__WORK INSTRUCTION__
For each line of the data below, test for "ReqwestHttpClient". Report only the number of lines that pass.

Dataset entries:
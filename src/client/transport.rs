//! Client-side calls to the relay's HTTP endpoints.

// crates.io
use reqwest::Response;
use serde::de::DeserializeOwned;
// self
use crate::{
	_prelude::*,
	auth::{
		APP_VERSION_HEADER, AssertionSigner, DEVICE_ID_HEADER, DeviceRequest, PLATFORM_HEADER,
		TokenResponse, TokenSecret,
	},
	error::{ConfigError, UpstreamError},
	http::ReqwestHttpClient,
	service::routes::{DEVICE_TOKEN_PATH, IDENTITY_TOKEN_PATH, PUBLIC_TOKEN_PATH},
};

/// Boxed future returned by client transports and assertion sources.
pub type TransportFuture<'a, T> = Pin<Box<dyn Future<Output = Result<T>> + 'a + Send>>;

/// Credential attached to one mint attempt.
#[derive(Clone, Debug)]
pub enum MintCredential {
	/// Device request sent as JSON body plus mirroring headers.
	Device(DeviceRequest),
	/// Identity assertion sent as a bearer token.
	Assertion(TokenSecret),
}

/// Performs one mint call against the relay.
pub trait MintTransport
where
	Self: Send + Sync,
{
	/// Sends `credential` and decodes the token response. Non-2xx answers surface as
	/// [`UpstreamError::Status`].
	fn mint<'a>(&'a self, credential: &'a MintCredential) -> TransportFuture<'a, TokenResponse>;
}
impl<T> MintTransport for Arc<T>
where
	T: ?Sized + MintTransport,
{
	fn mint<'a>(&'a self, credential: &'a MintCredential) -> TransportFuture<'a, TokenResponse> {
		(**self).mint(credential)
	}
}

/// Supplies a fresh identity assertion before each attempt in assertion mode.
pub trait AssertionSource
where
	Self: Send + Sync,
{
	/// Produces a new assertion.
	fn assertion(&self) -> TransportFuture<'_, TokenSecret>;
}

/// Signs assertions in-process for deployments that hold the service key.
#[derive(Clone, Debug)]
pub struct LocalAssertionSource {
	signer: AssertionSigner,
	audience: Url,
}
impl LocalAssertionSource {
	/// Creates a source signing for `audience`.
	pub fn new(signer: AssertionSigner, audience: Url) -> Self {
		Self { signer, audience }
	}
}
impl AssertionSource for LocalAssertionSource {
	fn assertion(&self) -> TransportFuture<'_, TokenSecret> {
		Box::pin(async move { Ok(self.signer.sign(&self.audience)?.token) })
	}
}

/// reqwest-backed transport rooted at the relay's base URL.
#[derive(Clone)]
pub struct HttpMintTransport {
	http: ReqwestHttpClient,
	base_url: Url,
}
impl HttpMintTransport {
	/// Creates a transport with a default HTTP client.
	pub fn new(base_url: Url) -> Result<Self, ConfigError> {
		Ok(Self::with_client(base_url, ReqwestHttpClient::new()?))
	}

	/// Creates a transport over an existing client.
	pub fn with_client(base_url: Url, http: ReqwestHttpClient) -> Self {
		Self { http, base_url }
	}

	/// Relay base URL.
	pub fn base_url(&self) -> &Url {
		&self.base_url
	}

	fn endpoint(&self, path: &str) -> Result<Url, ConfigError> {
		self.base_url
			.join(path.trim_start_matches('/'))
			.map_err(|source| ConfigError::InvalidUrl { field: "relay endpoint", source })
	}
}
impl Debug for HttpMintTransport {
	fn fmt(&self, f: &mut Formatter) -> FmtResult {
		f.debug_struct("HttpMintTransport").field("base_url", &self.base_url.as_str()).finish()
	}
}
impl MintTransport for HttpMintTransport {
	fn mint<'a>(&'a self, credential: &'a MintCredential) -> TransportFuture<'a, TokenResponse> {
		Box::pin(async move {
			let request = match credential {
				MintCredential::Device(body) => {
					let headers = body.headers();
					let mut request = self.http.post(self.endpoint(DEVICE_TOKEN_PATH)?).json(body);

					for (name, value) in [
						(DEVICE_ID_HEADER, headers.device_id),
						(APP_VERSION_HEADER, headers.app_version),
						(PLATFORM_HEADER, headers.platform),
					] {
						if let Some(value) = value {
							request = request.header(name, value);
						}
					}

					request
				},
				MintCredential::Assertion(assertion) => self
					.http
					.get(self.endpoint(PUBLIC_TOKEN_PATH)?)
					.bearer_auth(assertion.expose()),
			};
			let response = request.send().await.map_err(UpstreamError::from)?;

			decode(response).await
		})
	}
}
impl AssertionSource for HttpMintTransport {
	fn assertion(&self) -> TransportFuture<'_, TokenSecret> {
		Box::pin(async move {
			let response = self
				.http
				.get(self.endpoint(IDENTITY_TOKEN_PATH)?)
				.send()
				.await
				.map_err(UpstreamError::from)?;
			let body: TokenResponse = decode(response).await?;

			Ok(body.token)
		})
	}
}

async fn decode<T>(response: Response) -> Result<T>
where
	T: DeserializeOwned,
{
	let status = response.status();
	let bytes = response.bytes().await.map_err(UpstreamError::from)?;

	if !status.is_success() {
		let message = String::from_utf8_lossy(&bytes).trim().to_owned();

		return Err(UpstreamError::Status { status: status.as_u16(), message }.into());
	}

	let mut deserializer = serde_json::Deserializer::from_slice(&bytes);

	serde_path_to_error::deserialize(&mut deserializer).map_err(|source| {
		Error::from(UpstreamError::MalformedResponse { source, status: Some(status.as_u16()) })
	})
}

__YOUR RESPONSE__
4